CHAPEL HILL Change is coming to intercollegiate athletics. It’s just a question of when, and how.
While the NCAA pushes incremental reforms that will preserve its position at the top of the pyramid – and at the bottom of the waterfall of money generated by college sports – outsiders wonder why there isn’t more of a push for a complete reassessment of the entire model.
That may not be far away. On June 20, a federal judge in California is scheduled to decide whether to certify former UCLA basketball player Ed O’Bannon’s antitrust suit against the NCAA as a class-action lawsuit representing former and current football and men’s basketball players.
That lawsuit, which accuses the NCAA of profiting from athletes without compensating them, originally by licensing their likenesses in video games before the case was expanded to include television rights and other sources of revenue, was the subject of a panel discussion Friday at the College Sports Research Institute conference at the University of North Carolina’s Friday Center.
It looms as the single greatest threat to the current NCAA set-up, and the best hope for real change that might lead to real reform.
“It is a game-changer,” sports legal analyst Eric McCann said. “It has the potential to change the way college and amateur sports are run. … Keep in mind, the timetable for this is three to five years.
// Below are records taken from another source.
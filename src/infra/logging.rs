use tracing_appender::non_blocking::WorkerGuard;
use tracing_subscriber::EnvFilter;

use crate::infra::{config::LogConfig, error::AppError, storage_layout::StorageLayout};

/// Routes tracing output to the log file; the terminal belongs to the TUI.
/// Keep the returned guard alive until exit so buffered records are flushed.
pub fn init(config: &LogConfig, layout: &StorageLayout) -> Result<WorkerGuard, AppError> {
    layout.ensure_dirs()?;

    let appender = tracing_appender::rolling::never(&layout.log_dir, layout.log_file_name());
    let (writer, guard) = tracing_appender::non_blocking(appender);

    tracing_subscriber::fmt()
        .with_env_filter(
            EnvFilter::try_from_default_env().unwrap_or_else(|_| EnvFilter::new(&config.level)),
        )
        .with_target(true)
        .with_ansi(false)
        .with_writer(writer)
        .try_init()
        .map_err(AppError::LoggingInit)?;

    Ok(guard)
}
//! Infrastructure layer: config, logging, terminal safety, and timers.

pub mod config;
pub mod contracts;
pub mod error;
pub mod logging;
pub mod panic_hook;
pub mod removal_timer;
pub mod storage_layout;

/// Returns the infra module name for smoke checks.
pub fn module_name() -> &'static str {
    "infra"
}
It is not overnight.”
University of Nebraska-Lincoln Chancellor Harvey Perlman, who participated via teleconference, was the only member of the panel less certain about the potential impact of the O’Bannon litigation.
“I really don’t think that this lawsuit, if it follows the law, would represent a significant change in how collegiate athletics is conducted,” Perlman said.
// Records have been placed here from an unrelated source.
//! Style definitions for the UI components.

use ratatui::style::{Color, Modifier, Style};

// =============================================================================
// Panels
// =============================================================================

pub fn active_panel_border_style() -> Style {
    Style::default().fg(Color::Cyan)
}

pub fn inactive_panel_border_style() -> Style {
    Style::default().fg(Color::DarkGray)
}

pub fn highlight_style() -> Style {
    Style::default().add_modifier(Modifier::REVERSED | Modifier::BOLD)
}

// =============================================================================
// Sidebar
// =============================================================================

pub fn group_title_style() -> Style {
    Style::default().fg(Color::White)
}

/// The group whose feed is open.
pub fn selected_group_style() -> Style {
    Style::default()
        .fg(Color::Yellow)
        .add_modifier(Modifier::BOLD)
}

pub fn group_icon_style() -> Style {
    Style::default().fg(Color::Cyan)
}

// =============================================================================
// Feed
// =============================================================================

pub fn post_author_style() -> Style {
    Style::default()
        .fg(Color::White)
        .add_modifier(Modifier::BOLD)
}

pub fn post_meta_style() -> Style {
    Style::default().fg(Color::DarkGray)
}

pub fn post_text_style() -> Style {
    Style::default().fg(Color::White)
}

pub fn like_count_style() -> Style {
    Style::default().fg(Color::Magenta)
}

/// Posts waiting for their removal timer.
pub fn pending_removal_style() -> Style {
    Style::default()
        .fg(Color::DarkGray)
        .add_modifier(Modifier::CROSSED_OUT)
}

// =============================================================================
// Input and status
// =============================================================================

pub fn input_prompt_style() -> Style {
    Style::default().fg(Color::Cyan)
}

pub fn input_text_style() -> Style {
    Style::default().fg(Color::White)
}

pub fn input_placeholder_style() -> Style {
    Style::default().fg(Color::DarkGray)
}

pub fn status_info_style() -> Style {
    Style::default().fg(Color::Green)
}

pub fn status_error_style() -> Style {
    Style::default().fg(Color::Red)
}

pub fn key_hint_style() -> Style {
    Style::default().fg(Color::DarkGray)
}
use serde::{Deserialize, Serialize};

use crate::domain::message_ledger::DEFAULT_CURRENT_USER_ID;

#[derive(Debug, Clone, Serialize, Deserialize, PartialEq, Eq, Default)]
pub struct AppConfig {
    pub logging: LogConfig,
    pub feed: FeedConfig,
    pub profile: ProfileConfig,
    pub startup: StartupConfig,
}

#[derive(Debug, Clone, Serialize, Deserialize, PartialEq, Eq)]
pub struct LogConfig {
    pub level: String,
}

impl Default for LogConfig {
    fn default() -> Self {
        Self {
            level: "info".to_owned(),
        }
    }
}

#[derive(Debug, Clone, Serialize, Deserialize, PartialEq, Eq)]
pub struct FeedConfig {
    /// Delay between a delete request and the post leaving the feed.
    pub removal_latency_ms: u64,
}

impl Default for FeedConfig {
    fn default() -> Self {
        Self {
            removal_latency_ms: 1_500,
        }
    }
}

#[derive(Debug, Clone, Serialize, Deserialize, PartialEq, Eq)]
pub struct ProfileConfig {
    pub user_id: String,
    pub name: String,
    pub avatar: String,
}

impl Default for ProfileConfig {
    fn default() -> Self {
        Self {
            user_id: DEFAULT_CURRENT_USER_ID.to_owned(),
            name: "You".to_owned(),
            avatar: "/avatars/you.png".to_owned(),
        }
    }
}

#[derive(Debug, Clone, Serialize, Deserialize, PartialEq, Eq)]
pub struct StartupConfig {
    pub seed_sample_feed: bool,
}

impl Default for StartupConfig {
    fn default() -> Self {
        Self {
            seed_sample_feed: true,
        }
    }
}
Yet Perlman acknowledged that the current system was inequitable and unsuited to be a part of higher education, suggesting that universities tie athletic salaries to academic salaries and divert more athletic revenue toward the university itself.
The panel also included former ACC assistant commissioner and NCAA executive David Thompson, former N.C. Supreme Court justice and current athlete advocate Robert Orr and former North Carolina basketball player Bobby Frasor, now on the basketball staff at Alabama-Birmingham.
If Judge Claudia Wilken certifies the class, the NCAA would likely choose to settle rather than risk a trial, McCann said. Orr noted that though the NCAA often seeks an advantage in legal matters through favorable jurisdictions or stalling, this case has plaintiffs who can afford to wait and experienced antitrust attorneys, as well as a judge who “gets it,” in Orr’s words.
That may give the O’Bannon lawsuit a better chance at provoking real change than anything that’s happened to date.
“I’m waiting for the academic leadership of this country to step up and say, ‘Enough is enough,’ ” Orr said. “The system is broken. … We’re going to seriously get back to a system that’s fair, across the board, and acknowledges the academic part of being a student-athlete is really where the emphasis needs to be. I don’t see any leadership at the academic level doing that.”
Should the O’Bannon lawsuit succeed on some level, its impact is anyone’s guess.
Any settlement would likely set aside some of the money earned through television contracts and licensing fees to be given to athletes, a fundamental change in the financial model of college sports which uses unpaid athletes to generate billions of dollars that not only support nonrevenue sports but also seven-figure salaries for coaches, and extravagant facilities.
“This is a very threatening lawsuit to the NCAA,” McCann said.
The pace of real reform within the NCAA has been glacial at best. O’Bannon is coming. Significant change may not be far behind.